PROBLEM TO SOLVE — Go through the data and report each line that holds the string "HrTime".
--- DATA EXTRACT Enclosed Below ---
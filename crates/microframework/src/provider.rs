//! Default logger provider backed by the process-wide Stackdriver logger.

use microframework_logging::{
    LogDestination, Logger, LoggerCell, RequestMetadata, ScopedLogger, ServiceContext,
    StackdriverLogger,
};
use std::path::PathBuf;
use std::sync::{Arc, OnceLock};

use crate::capabilities::{LoggerProvider, RequestLogger};
use crate::request::ServerEnv;
use crate::request_logger::StackdriverRequestLogger;

/// Provides a [`ScopedLogger`] over the shared [`StackdriverLogger`].
///
/// The shared logger is built on first use only, from this provider's
/// service name, version file and destination. If another provider in the
/// process already built it, that instance is reused as-is.
#[derive(Debug)]
pub struct DefaultStackdriverLoggerProvider {
    service_name: String,
    version_file: PathBuf,
    destination: LogDestination,
    cell: LoggerCell,
    server: Option<ServerEnv>,
    logger: OnceLock<Arc<ScopedLogger>>,
}

impl DefaultStackdriverLoggerProvider {
    pub fn new(service_name: impl Into<String>, version_file: impl Into<PathBuf>) -> Self {
        Self {
            service_name: service_name.into(),
            version_file: version_file.into(),
            destination: LogDestination::Stdout,
            cell: LoggerCell::global(),
            server: None,
            logger: OnceLock::new(),
        }
    }

    pub fn with_destination(mut self, destination: LogDestination) -> Self {
        self.destination = destination;
        self
    }

    /// Use `cell` instead of the process-wide one.
    pub fn with_cell(mut self, cell: LoggerCell) -> Self {
        self.cell = cell;
        self
    }

    /// Server variables describing the request; defaults to the process environment.
    pub fn with_server_env(mut self, server: ServerEnv) -> Self {
        self.server = Some(server);
        self
    }

    fn scoped_logger(&self) -> &Arc<ScopedLogger> {
        self.logger.get_or_init(|| {
            let shared = self.cell.get_or_init(|| {
                tracing::debug!(service = %self.service_name, "Initialising shared logger");
                StackdriverLogger::new(
                    &self.destination,
                    ServiceContext::load(self.service_name.clone(), &self.version_file),
                )
            });
            let metadata = match &self.server {
                Some(server) => RequestMetadata::from_server_vars(server.as_map()),
                None => RequestMetadata::from_server_vars(ServerEnv::from_process_env().as_map()),
            };
            Arc::new(shared.bind(metadata))
        })
    }
}

impl LoggerProvider for DefaultStackdriverLoggerProvider {
    fn get_logger(&self) -> anyhow::Result<Arc<dyn Logger>> {
        let logger: Arc<dyn Logger> = self.scoped_logger().clone();
        Ok(logger)
    }

    fn get_request_logger(&self) -> Box<dyn RequestLogger> {
        Box::new(StackdriverRequestLogger::new())
    }
}
//! Completion logging with latency derived from a high-resolution mark.

use microframework_logging::{context, Logger, RequestCompletion, RequestLogSink};
use serde_json::json;
use std::any;
use std::sync::Arc;

use crate::capabilities::RequestLogger;
use crate::clock::{Clock, HrTime, SystemClock};

/// Absolute start time of a request in fractional unix seconds.
///
/// Elapsed time comes from the monotonic marks; only the anchor is read from
/// the wall clock, so clock adjustments during the request do not skew it.
pub fn request_start_time(start_mark: HrTime, now: HrTime, wall_clock: f64) -> f64 {
    let elapsed_nanos = start_mark.elapsed_nanos(now);
    wall_clock - (elapsed_nanos / 1_000_000_000.0)
}

/// Writes completion entries through a logger's [`RequestLogSink`].
#[derive(Clone)]
pub struct StackdriverRequestLogger {
    clock: Arc<dyn Clock>,
}

impl std::fmt::Debug for StackdriverRequestLogger {
    fn fmt(&self, f: &mut std::fmt::Formatter<'_>) -> std::fmt::Result {
        f.debug_struct("StackdriverRequestLogger").finish_non_exhaustive()
    }
}

impl Default for StackdriverRequestLogger {
    fn default() -> Self {
        Self::new()
    }
}

impl StackdriverRequestLogger {
    pub fn new() -> Self {
        Self::with_clock(Arc::new(SystemClock))
    }

    pub fn with_clock(clock: Arc<dyn Clock>) -> Self {
        Self { clock }
    }
}

impl RequestLogger for StackdriverRequestLogger {
    fn log_request(&self, logger: &dyn Logger, start_mark: HrTime, status: u16) {
        let Some(sink) = logger.request_log_sink() else {
            // Only reachable when a provider pairs this with a logger that cannot
            // write completion entries. Report it without interrupting the request.
            let message = format!(
                "Could not log request details - got a {} instead of a {}",
                logger.kind(),
                any::type_name::<dyn RequestLogSink>()
            );
            logger.error(
                &message,
                context(json!({
                    "exception": {
                        "class": "RequestLoggingFailure",
                        "msg": message,
                        "code": 0,
                    }
                })),
            );
            return;
        };

        let request_start_time =
            request_start_time(start_mark, self.clock.hr_time(), self.clock.wall_clock());
        sink.log_request(&RequestCompletion {
            status,
            request_start_time,
        });
    }
}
--- End of Enclosed DATA EXTRACT ---
ANSWER TO THIS TASK —
use crate::clock::{Clock, HrTime, SystemClock};
pub fn request_start_time(start_mark: HrTime, now: HrTime, wall_clock: f64) -> f64 {
    fn log_request(&self, logger: &dyn Logger, start_mark: HrTime, status: u16) {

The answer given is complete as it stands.